276- O valor da desculpa

desc

Crédito: http://www.frasesparaoface.com/o-melhor-pedido-de-desculpa/

Recentemente, publicamos um post https://bioamigo.com.br/enquete-350-sou-medico-logo-devo-refrear-certos-impulsos/ sobre um médico que ironizou a fala num português incorreto do paciente utilizando uma rede social logo após o atendimento.

Palavra proferida é munição atirada, não dá para fazer voltar. No caso, entretanto, foi um tiro pela culatra, o dano recaiu sobre o atirador. As mesmas palavras que embora equivocadas conseguiram fazer o paciente se comunicar com o médico, pois este fez mentalmente a “correção”, quando foram re-emitidas pelo médico, pós-consulta e fora de contexto, representaram uma comunicação violenta para a sociedade em geral.

Noticia-se agora que o referido médico arrependido teve a atitude nobre de procurar o endereço do paciente e ir lhe pedir desculpas diretamente em sua residência, quem sabe até fazer uma revisão evolutiva da doença. http://g1.globo.com/sp/campinas-regiao/noticia/2016/07/ao-lado-de-mecanico-medico-anuncia-trabalho-voluntario-para-ajudar-ong.html.

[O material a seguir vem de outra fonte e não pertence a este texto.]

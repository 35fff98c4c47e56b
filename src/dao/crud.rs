use crate::model::traits::*;
use crate::types::error::Error;
use crate::types::links::{Db, JsonMap};
use anyhow::Result;

fn not_found<T: Model>(id: i64) -> anyhow::Error {
    Error::none_error(format!("{} {} not found", T::table_name(), id).as_str()).into()
}

pub fn check_fields<T: Model>(fields: &[&str]) -> Result<()> {
    match fields.iter().find(|f| !T::field_names().contains(*f)) {
        Some(f) => Err(Error::bad_request(format!("unknown field {} of {}", f, T::table_name()).as_str()).into()),
        None => Ok(()),
    }
}

/// Every condition is an exact match on the row's json value.
pub fn matches(mp: &JsonMap, conditions: &JsonMap) -> bool {
    conditions.iter().all(|(k, v)| mp.get(k) == Some(v))
}

pub fn project(mut mp: JsonMap, fields: &[&str]) -> JsonMap {
    if fields.is_empty() {
        return mp;
    }
    fields
        .iter()
        .filter_map(|f| mp.remove(*f).map(|v| (f.to_string(), v)))
        .collect()
}

/// Overlays `patch` onto `x`. Unknown fields are rejected and `id` is kept.
pub fn merge<T: Model>(x: T, patch: &JsonMap) -> Result<T> {
    let keys: Vec<&str> = patch.keys().map(|k| k.as_str()).collect();
    check_fields::<T>(&keys)?;
    let id = x.id();
    let mut mp: JsonMap = x.into();
    for (k, v) in patch.iter().filter(|(k, _)| k.as_str() != "id") {
        mp.insert(k.clone(), v.clone());
    }
    let mut merged = T::try_from(mp).map_err(|e| Error::bad_request(e.as_str()))?;
    merged.set_id(id);
    Ok(merged)
}

pub async fn insert<T: Model>(db: &Db, mut x: T) -> Result<T> {
    let mut db = db.write().await;
    let table = T::table_mut(&mut db);
    let id = table.issue_id();
    x.set_id(id);
    table.rows.push(x.clone());
    Ok(x)
}

pub async fn list<T: Model>(db: &Db) -> Vec<T> {
    T::table(&*db.read().await).rows.clone()
}

pub async fn get_object<T: Model>(db: &Db, id: i64) -> Result<T> {
    T::table(&*db.read().await)
        .get(id)
        .cloned()
        .ok_or_else(|| not_found::<T>(id))
}

pub async fn find<T: Model>(db: &Db, conditions: JsonMap, fields: &[&str]) -> Result<Vec<JsonMap>> {
    let keys: Vec<&str> = conditions.keys().map(|k| k.as_str()).collect();
    check_fields::<T>(&keys)?;
    check_fields::<T>(fields)?;
    Ok(list::<T>(db)
        .await
        .into_iter()
        .map(|x| -> JsonMap { x.into() })
        .filter(|mp| matches(mp, &conditions))
        .map(|mp| project(mp, fields))
        .collect())
}

pub async fn count<T: Model>(db: &Db, conditions: JsonMap) -> Result<i64> {
    Ok(find::<T>(db, conditions, &["id"]).await?.len() as i64)
}

pub async fn get_id<T: Model>(db: &Db, conditions: JsonMap) -> Result<i64> {
    find::<T>(db, conditions, &["id"])
        .await?
        .first()
        .and_then(|mp| mp.get("id"))
        .and_then(|v| v.as_i64())
        .ok_or_else(|| Error::none_error(format!("no such {}", T::table_name()).as_str()).into())
}

/// Replaces the row carrying `x`'s id.
pub async fn replace<T: Model>(db: &Db, x: T) -> Result<()> {
    let mut db = db.write().await;
    match T::table_mut(&mut db).get_mut(x.id()) {
        Some(row) => {
            *row = x;
            Ok(())
        }
        None => Err(not_found::<T>(x.id())),
    }
}

pub async fn update_by_map<T: Model>(db: &Db, id: i64, columns: &JsonMap) -> Result<T> {
    let mut db = db.write().await;
    let row = T::table_mut(&mut db).get_mut(id).ok_or_else(|| not_found::<T>(id))?;
    let merged = merge(row.clone(), columns)?;
    *row = merged.clone();
    Ok(merged)
}

pub async fn delete<T: Model>(db: &Db, id: i64) -> Result<T> {
    let mut db = db.write().await;
    let table = T::table_mut(&mut db);
    match table.position(id) {
        Some(i) => Ok(table.rows.remove(i)),
        None => Err(not_found::<T>(id)),
    }
}
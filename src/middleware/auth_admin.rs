use axum::{
    http::Request,
    response::IntoResponse
};
use crate::utils::jwt::UserToken;
use crate::types::error_response::ErrorResponse;
use super::auth_login::LOGIN_REQUIRED;

use axum_extra::middleware::{Next};

pub async fn auth_admin<B>(req: Request<B>, next: Next<B>) -> impl IntoResponse {
    match req.extensions().get::<UserToken>() {
        Some(token_data) => {
            match token_data.is_admin() {
                true => Ok(next.run(req).await),
                _ => Err(ErrorResponse::forbidden_with_str("Admin access required.")),
            }
        }
        _ => Err(ErrorResponse::unauthorized_with_str(LOGIN_REQUIRED)),
    }
}
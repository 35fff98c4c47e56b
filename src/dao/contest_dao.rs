use super::crud;
use crate::constants;
use crate::json_map;
use crate::model::contest::{Contest, ContestCard, ContestStatus};
use crate::types::error::Error;
use crate::types::links::Db;
use anyhow::Result;
use serde::Serialize;

#[derive(Serialize, Debug, Clone, Copy, PartialEq, Eq, Default)]
pub struct StatusCounts {
    pub live: i64,
    pub upcoming: i64,
    pub past: i64,
}

/// `all` selects every status.
pub fn parse_tab(tab: &str) -> Result<Option<ContestStatus>> {
    match tab {
        "all" => Ok(None),
        "upcoming" => Ok(Some(ContestStatus::Upcoming)),
        "live" => Ok(Some(ContestStatus::Live)),
        "past" => Ok(Some(ContestStatus::Past)),
        _ => Err(Error::bad_request(
            format!("tab must be one of {}", constants::CONTEST_TABS.join(", ")).as_str(),
        )
            .into()),
    }
}

pub async fn status_counts(db: &Db) -> Result<StatusCounts> {
    Ok(StatusCounts {
        live: crud::count::<Contest>(db, json_map!("status" => ContestStatus::Live)).await?,
        upcoming: crud::count::<Contest>(db, json_map!("status" => ContestStatus::Upcoming)).await?,
        past: crud::count::<Contest>(db, json_map!("status" => ContestStatus::Past)).await?,
    })
}

pub async fn list(db: &Db, status: Option<ContestStatus>) -> Vec<ContestCard> {
    db.read()
        .await
        .contests
        .rows
        .iter()
        .filter(|c| status.map_or(true, |s| c.status == s))
        .map(ContestCard::from)
        .collect()
}

/// Live contests first, then upcoming ones, at most `n`.
pub async fn featured(db: &Db, n: usize) -> Vec<ContestCard> {
    let mut v = list(db, Some(ContestStatus::Live)).await;
    v.extend(list(db, Some(ContestStatus::Upcoming)).await);
    v.truncate(n);
    v
}

/// `key` is either the numeric id or the slug.
pub async fn find_by_key(db: &Db, key: &str) -> Result<Contest> {
    if let Ok(id) = key.parse::<i64>() {
        return crud::get_object::<Contest>(db, id).await;
    }
    db.read()
        .await
        .contests
        .rows
        .iter()
        .find(|c| c.slug == key)
        .cloned()
        .ok_or_else(|| Error::none_error(format!("contest {} not found", key).as_str()).into())
}

#[derive(Serialize, Debug, Clone, PartialEq)]
pub struct Registration {
    pub contest_id: i64,
    pub registered: bool,
    pub participants: i64,
}

/// Registering twice is a no-op. Finished contests refuse registration.
pub async fn register(db: &Db, key: &str, uid: i64) -> Result<Registration> {
    let id = find_by_key(db, key).await?.id;
    let mut db = db.write().await;
    let c = db
        .contests
        .get_mut(id)
        .ok_or_else(|| Error::none_error(format!("contest {} not found", key).as_str()))?;
    if c.status == ContestStatus::Past {
        return Err(Error::bad_request("Contest has already ended").into());
    }
    if !c.registered.contains(&uid) {
        c.registered.push(uid);
        c.participants += 1;
    }
    Ok(Registration {
        contest_id: c.id,
        registered: true,
        participants: c.participants,
    })
}

#[cfg(test)]
mod tests {
    use super::*;
    use crate::dao::database::test_db;
    use crate::types::error::{kind_of, ErrorType};

    #[tokio::test]
    async fn tabs_partition_the_contests() {
        let db = test_db();
        let all = list(&db, parse_tab("all").unwrap()).await.len();
        let counts = status_counts(&db).await.unwrap();
        assert_eq!(counts, StatusCounts { live: 1, upcoming: 3, past: 3 });
        assert_eq!((counts.live + counts.upcoming + counts.past) as usize, all);
        for (tab, n) in [("live", counts.live), ("upcoming", counts.upcoming), ("past", counts.past)] {
            let cards = list(&db, parse_tab(tab).unwrap()).await;
            assert_eq!(cards.len() as i64, n);
            assert!(cards.iter().all(|c| c.status.as_str() == tab));
        }
        assert!(parse_tab("soon").is_err());
    }

    #[tokio::test]
    async fn lookup_by_id_or_slug() {
        let db = test_db();
        assert_eq!(find_by_key(&db, "weekly-sprint-24").await.unwrap().id, 1);
        assert_eq!(find_by_key(&db, "2").await.unwrap().slug, "data-structures-marathon");
        let e = find_by_key(&db, "no-such-contest").await.unwrap_err();
        assert_eq!(kind_of(&e), ErrorType::NoneError);
    }

    #[tokio::test]
    async fn registration_is_idempotent() {
        let db = test_db();
        let first = register(&db, "weekly-sprint-24", 1).await.unwrap();
        assert_eq!(first.participants, 157);
        let again = register(&db, "1", 1).await.unwrap();
        assert_eq!(again, first);
    }

    #[tokio::test]
    async fn finished_contests_refuse_registration() {
        let db = test_db();
        let e = register(&db, "dp-special", 1).await.unwrap_err();
        assert_eq!(kind_of(&e), ErrorType::BadRequest);
    }

    #[tokio::test]
    async fn featured_puts_live_first() {
        let db = test_db();
        let v = featured(&db, constants::FEATURED_CONTESTS).await;
        assert_eq!(v.len(), 3);
        assert_eq!(v[0].status, ContestStatus::Live);
        assert!(v[1..].iter().all(|c| c.status == ContestStatus::Upcoming));
    }
}
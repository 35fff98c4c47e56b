use super::crud;
use crate::constants;
use crate::json_map;
use crate::model::user::{LeaderboardEntry, Presence, Student, User};
use crate::types::error::Error;
use crate::types::links::Db;
use anyhow::Result;
use serde::{Deserialize, Serialize};

/// Score descending, ties broken by id.
pub fn ranking(mut users: Vec<User>) -> Vec<User> {
    users.sort_by(|a, b| b.score.cmp(&a.score).then(a.id.cmp(&b.id)));
    users
}

fn entry(rank: usize, u: &User) -> LeaderboardEntry {
    LeaderboardEntry {
        rank,
        id: u.id,
        name: u.name.clone(),
        username: u.username.clone(),
        avatar: u.avatar.clone(),
        score: u.score,
        wins: u.wins,
        streak: u.streak,
        change: u.change,
        status: u.status,
    }
}

#[derive(Deserialize, Debug, Default, Clone)]
pub struct LeaderboardFilter {
    pub period: Option<String>,
    pub search: Option<String>,
    pub status: Option<String>,
}

impl LeaderboardFilter {
    pub fn period(&self) -> Result<&str> {
        let p = self.period.as_deref().unwrap_or(constants::TIME_PERIODS[0]);
        if constants::TIME_PERIODS.contains(&p) {
            Ok(p)
        } else {
            Err(Error::bad_request(
                format!("period must be one of {}", constants::TIME_PERIODS.join(", ")).as_str(),
            )
                .into())
        }
    }

    /// `None` when no status predicate applies.
    pub fn status(&self) -> Result<Option<Presence>> {
        match self.status.as_deref() {
            None | Some("") => Ok(None),
            Some(s) if s.eq_ignore_ascii_case(constants::ALL) => Ok(None),
            Some(s) => Presence::parse(s)
                .map(Some)
                .ok_or_else(|| Error::bad_request(format!("unknown status {}", s).as_str()).into()),
        }
    }

    pub fn matches(&self, name: &str, username: &str, status: Presence, wanted: Option<Presence>) -> bool {
        let q = self.search.as_deref().unwrap_or("").to_lowercase();
        (name.to_lowercase().contains(&q) || username.to_lowercase().contains(&q))
            && wanted.map_or(true, |w| w == status)
    }
}

#[derive(Serialize, Debug, Clone)]
pub struct Leaderboard {
    pub period: String,
    pub podium: Vec<LeaderboardEntry>,
    pub rows: Vec<LeaderboardEntry>,
    pub total: usize,
}

pub async fn leaderboard(db: &Db, f: &LeaderboardFilter) -> Result<Leaderboard> {
    let period = f.period()?.to_string();
    let wanted = f.status()?;
    let ranked: Vec<LeaderboardEntry> = ranking(crud::list::<User>(db).await)
        .iter()
        .enumerate()
        .map(|(i, u)| entry(i + 1, u))
        .collect();
    let podium = ranked.iter().take(3).cloned().collect();
    let rows: Vec<LeaderboardEntry> = ranked
        .into_iter()
        .filter(|e| f.matches(&e.name, &e.username, e.status, wanted))
        .collect();
    Ok(Leaderboard {
        period,
        podium,
        total: rows.len(),
        rows,
    })
}

pub async fn students(db: &Db, f: &LeaderboardFilter) -> Result<Vec<Student>> {
    let wanted = f.status()?;
    Ok(ranking(crud::list::<User>(db).await)
        .iter()
        .enumerate()
        .filter(|(_, u)| f.matches(&u.name, &u.username, u.status, wanted))
        .map(|(i, u)| Student {
            id: u.id,
            name: u.name.clone(),
            avatar: u.avatar.clone(),
            solved: u.solved,
            submissions: u.submissions,
            rank: i + 1,
            status: u.status,
        })
        .collect())
}

/// 1-based position in the global ranking.
pub async fn rank_of(db: &Db, uid: i64) -> Result<usize> {
    ranking(crud::list::<User>(db).await)
        .iter()
        .position(|u| u.id == uid)
        .map(|i| i + 1)
        .ok_or_else(|| Error::none_error(format!("user {} not found", uid).as_str()).into())
}

pub async fn find_by_email(db: &Db, email: &str) -> Result<User> {
    let id = crud::get_id::<User>(db, json_map!("email" => email)).await?;
    crud::get_object::<User>(db, id).await
}

pub async fn email_taken(db: &Db, email: &str) -> Result<bool> {
    Ok(crud::count::<User>(db, json_map!("email" => email)).await? > 0)
}

/// A plain member account, ranked last until it scores.
pub async fn create(db: &Db, name: &str, email: &str) -> Result<User> {
    let u = User {
        name: name.to_string(),
        username: crate::utils::generator::name_from_email(email),
        email: email.to_string(),
        role: constants::USER.to_string(),
        avatar: crate::utils::generator::initials(name),
        status: Presence::Online,
        created_at: chrono::Local::now().timestamp_millis(),
        ..Default::default()
    };
    let u = crud::insert(db, u).await?;
    tracing::info!("new user {} <{}>", u.id, u.email);
    Ok(u)
}
use std::time::Duration;

pub fn addr() -> String {
    get_key_or("addr", "127.0.0.1:8080")
}

pub fn get_key_or(key: &str, default: &str) -> String {
    std::env::var(key).unwrap_or_else(|_| default.to_string())
}

/// A millisecond duration from `key`, `default` when absent or unparsable.
pub fn millis(key: &str, default: u64) -> Duration {
    let ms = std::env::var(key)
        .ok()
        .and_then(|v| v.trim().parse::<u64>().ok())
        .unwrap_or(default);
    Duration::from_millis(ms)
}

pub fn seconds(key: &str, default: i64) -> i64 {
    std::env::var(key)
        .ok()
        .and_then(|v| v.trim().parse::<i64>().ok())
        .unwrap_or(default)
}

#[cfg(test)]
mod tests {
    use super::*;

    #[test]
    fn falls_back_to_defaults() {
        assert_eq!(get_key_or("BYTE_ARENA_UNSET_KEY", "x"), "x");
        assert_eq!(millis("BYTE_ARENA_UNSET_MS", 250), Duration::from_millis(250));
        assert_eq!(seconds("BYTE_ARENA_UNSET_SECS", 60), 60);
    }

    #[test]
    fn ignores_garbage_values() {
        std::env::set_var("BYTE_ARENA_BAD_MS", "soon");
        assert_eq!(millis("BYTE_ARENA_BAD_MS", 10), Duration::from_millis(10));
        std::env::set_var("BYTE_ARENA_GOOD_MS", " 40 ");
        assert_eq!(millis("BYTE_ARENA_GOOD_MS", 10), Duration::from_millis(40));
    }
}
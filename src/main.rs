pub mod config;
pub mod dao;
pub mod model;
pub mod constants;
pub mod types;
pub mod macros;
pub mod utils;
pub mod service;
pub mod middleware;

use std::net::SocketAddr;

#[tokio::main]
async fn main() -> anyhow::Result<()> {
    let db = config::init::init().await?;

    let app = config::routes::config_routes(db);
    let addr: SocketAddr = config::env::addr().as_str().parse()?;
    tracing::info!("byte arena listening on {}", addr);
    axum::Server::bind(&addr)
        .serve(app.into_make_service())
        .await?;
    Ok(())
}
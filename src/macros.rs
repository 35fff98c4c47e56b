/// Builds a `JsonMap` from `key => value` pairs, e.g. crud conditions or a
/// challenge patch: `json_map!("email" => email, "points" => 150)`.
#[macro_export]
macro_rules! json_map {
    () => {
        serde_json::Map::new()
    };
    ($($key: expr => $value: expr),+ $(,)?) => {{
        let mut mp = serde_json::Map::new();
        $(mp.insert($key.into(), serde_json::json!($value));)+
        mp
    }};
}
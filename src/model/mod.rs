pub mod challenge;
pub mod contest;
pub mod dashboard;
pub mod site;
pub mod submission;
pub mod traits;
pub mod user;
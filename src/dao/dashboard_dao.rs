use super::{crud, submission_dao, user_dao};
use crate::constants;
use crate::model::challenge::{Challenge, ChallengeSummary, Difficulty};
use crate::model::dashboard::*;
use crate::model::submission::{Submission, SubmissionStatus, SubmissionView};
use crate::model::user::User;
use crate::types::links::Db;
use crate::utils::generator;
use anyhow::Result;
use chrono::NaiveDate;
use std::collections::HashSet;

const WEEK: i64 = 7 * 24 * 3600 * 1000;

fn solved_ids(subs: &[Submission]) -> HashSet<i64> {
    subs.iter()
        .filter(|s| s.status == SubmissionStatus::Accepted)
        .map(|s| s.problem_id)
        .collect()
}

fn progress(challenges: &[Challenge], solved: &HashSet<i64>, d: Difficulty) -> Progress {
    let of: Vec<_> = challenges.iter().filter(|c| c.difficulty == d).collect();
    Progress {
        total: of.len(),
        solved: of.iter().filter(|c| solved.contains(&c.id)).count(),
    }
}

pub fn problem_stats(challenges: &[Challenge], subs: &[Submission]) -> ProblemStats {
    let solved = solved_ids(subs);
    let total = challenges.len();
    let n = challenges.iter().filter(|c| solved.contains(&c.id)).count();
    ProblemStats {
        total,
        solved: n,
        progress: match total {
            0 => 0,
            t => (n as f64 * 100.0 / t as f64).round() as u32,
        },
        easy: progress(challenges, &solved, Difficulty::Easy),
        medium: progress(challenges, &solved, Difficulty::Medium),
        hard: progress(challenges, &solved, Difficulty::Hard),
    }
}

pub fn heat_level(count: u32) -> u8 {
    match count {
        0 => 0,
        1..=2 => 1,
        3..=4 => 2,
        5..=6 => 3,
        _ => 4,
    }
}

/// Days grouped by week, oldest first. The last week may be short.
pub fn heatmap(days: &[ActivityDay]) -> Vec<Vec<HeatCell>> {
    days.chunks(7)
        .map(|week| {
            week.iter()
                .map(|d| HeatCell {
                    date: d.date.clone(),
                    count: d.count,
                    level: heat_level(d.count),
                })
                .collect()
        })
        .collect()
}

pub fn streak(days: &[ActivityDay]) -> Streak {
    let (mut run, mut longest) = (0, 0);
    for d in days {
        run = if d.count > 0 { run + 1 } else { 0 };
        longest = longest.max(run);
    }
    Streak {
        current_streak: run,
        longest_streak: longest,
        total_active_days: days.iter().filter(|d| d.count > 0).count() as u32,
    }
}

fn acceptance(subs: &[Submission]) -> u32 {
    match subs.len() {
        0 => 0,
        n => {
            let ok = subs.iter().filter(|s| s.status == SubmissionStatus::Accepted).count();
            (ok as f64 * 100.0 / n as f64).round() as u32
        }
    }
}

pub fn stat_cards(u: &User, rank: usize, subs: &[Submission], now_millis: i64) -> Vec<StatCard> {
    let this_week = subs
        .iter()
        .filter(|s| s.status == SubmissionStatus::Accepted && now_millis - s.created_at < WEEK)
        .count();
    vec![
        StatCard {
            label: "Global Rank",
            value: format!("#{}", rank),
            trend: None,
            trend_up: None,
        },
        StatCard {
            label: "Problems Solved",
            value: u.solved.to_string(),
            trend: Some(format!("+{}", this_week)),
            trend_up: Some(this_week > 0),
        },
        StatCard {
            label: "Acceptance Rate",
            value: format!("{}%", acceptance(subs)),
            trend: None,
            trend_up: None,
        },
        StatCard {
            label: "Total Time",
            value: format!("{}h", u.total_hours),
            trend: None,
            trend_up: None,
        },
    ]
}

/// Unsolved problems, medium ones first.
pub fn suggested(challenges: &[Challenge], subs: &[Submission], n: usize) -> Vec<ChallengeSummary> {
    let solved = solved_ids(subs);
    let mut open: Vec<&Challenge> = challenges.iter().filter(|c| !solved.contains(&c.id)).collect();
    open.sort_by_key(|c| c.difficulty != Difficulty::Medium);
    open.into_iter().take(n).map(ChallengeSummary::from).collect()
}

pub async fn dashboard(db: &Db, uid: i64, now_millis: i64, today: NaiveDate) -> Result<Dashboard> {
    let user = crud::get_object::<User>(db, uid).await?;
    let rank = user_dao::rank_of(db, uid).await?;
    let subs = submission_dao::of_user(db, uid).await;
    let challenges = crud::list::<Challenge>(db).await;
    let days = generator::activity(constants::HEATMAP_DAYS, today, uid as u64);
    Ok(Dashboard {
        name: user.name.clone(),
        stats: stat_cards(&user, rank, &subs, now_millis),
        problem_stats: problem_stats(&challenges, &subs),
        skill_progress: user.skill_progress.clone(),
        heatmap: heatmap(&days),
        streak: streak(&days),
        recent_submissions: subs
            .iter()
            .take(constants::RECENT_SUBMISSIONS)
            .map(|s| SubmissionView::from(s, now_millis))
            .collect(),
        suggested: suggested(&challenges, &subs, constants::SUGGESTED_PROBLEMS),
    })
}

Um mau dia foi assim substituído por um bom dia. Houve uma boa gestão de crise. O colega evidenciou possuir nível elevado de inteligência emocional. Ele não se escondeu, assumiu o erro, cuidou para repará-lo e divulgar pela mesma imprensa. Conseguiu registrar que não desejou atingir pessoalmente aquele paciente. Uma foto da visita captou-o descontraído ao lado do paciente nem tanto mas aparentando estar melhor da pneumonia. Como notícia de interesse público, encerrada, até cabendo uma apreciação de final feliz pela transformação de uma tristeza numa alegria catalizada pela demonstração de humildade.

Como aprendizado, a declaração do paciente- a sua lição-  “… Ele veio esclarecer o mal entendido, pediu desculpas e eu desculpei. Ele é uma pessoa boa, que teve um momento errado. Ele é novo e vai aprender com o tempo.  Não foi nada que a gente não possa perdoar…” foi ato de misericórdia. O teor de tais palavras quando encontram um ambiente propício contribui para a reflexão sobre renúncias a vontades de fazer, para o reforço da visão de responsabilidade irmanada à liberdade. Em resumo, a lição é: “não zombe de mim, compreenda-me”.

O passado é irrevogável.  O fato de ter aceito as desculpas não significa necessariamente que o paciente esquecerá o episódio, a maior chance é de ficar marcado na sua memória. Mas como uma parte. Haverá uma outra que propiciará a cessação de ressentimento, o descarte do desejo por punição, por vingança – caso tenham se manifestado.

Não é incomum que caminhos tortuosos levem ao fortalecimento da conexão médico-paciente. Um deles é representado, justamente, por atitudes danosas enfim corrigidas em meio a desculpas com boa-fé. Contribui sobremaneira a boa qualidade do atendimento técnico. No caso, o paciente afirmou:  “… Ele é muito bom médico. Minha patroa também acha ele um bom médico e ele nos atendeu bem…”.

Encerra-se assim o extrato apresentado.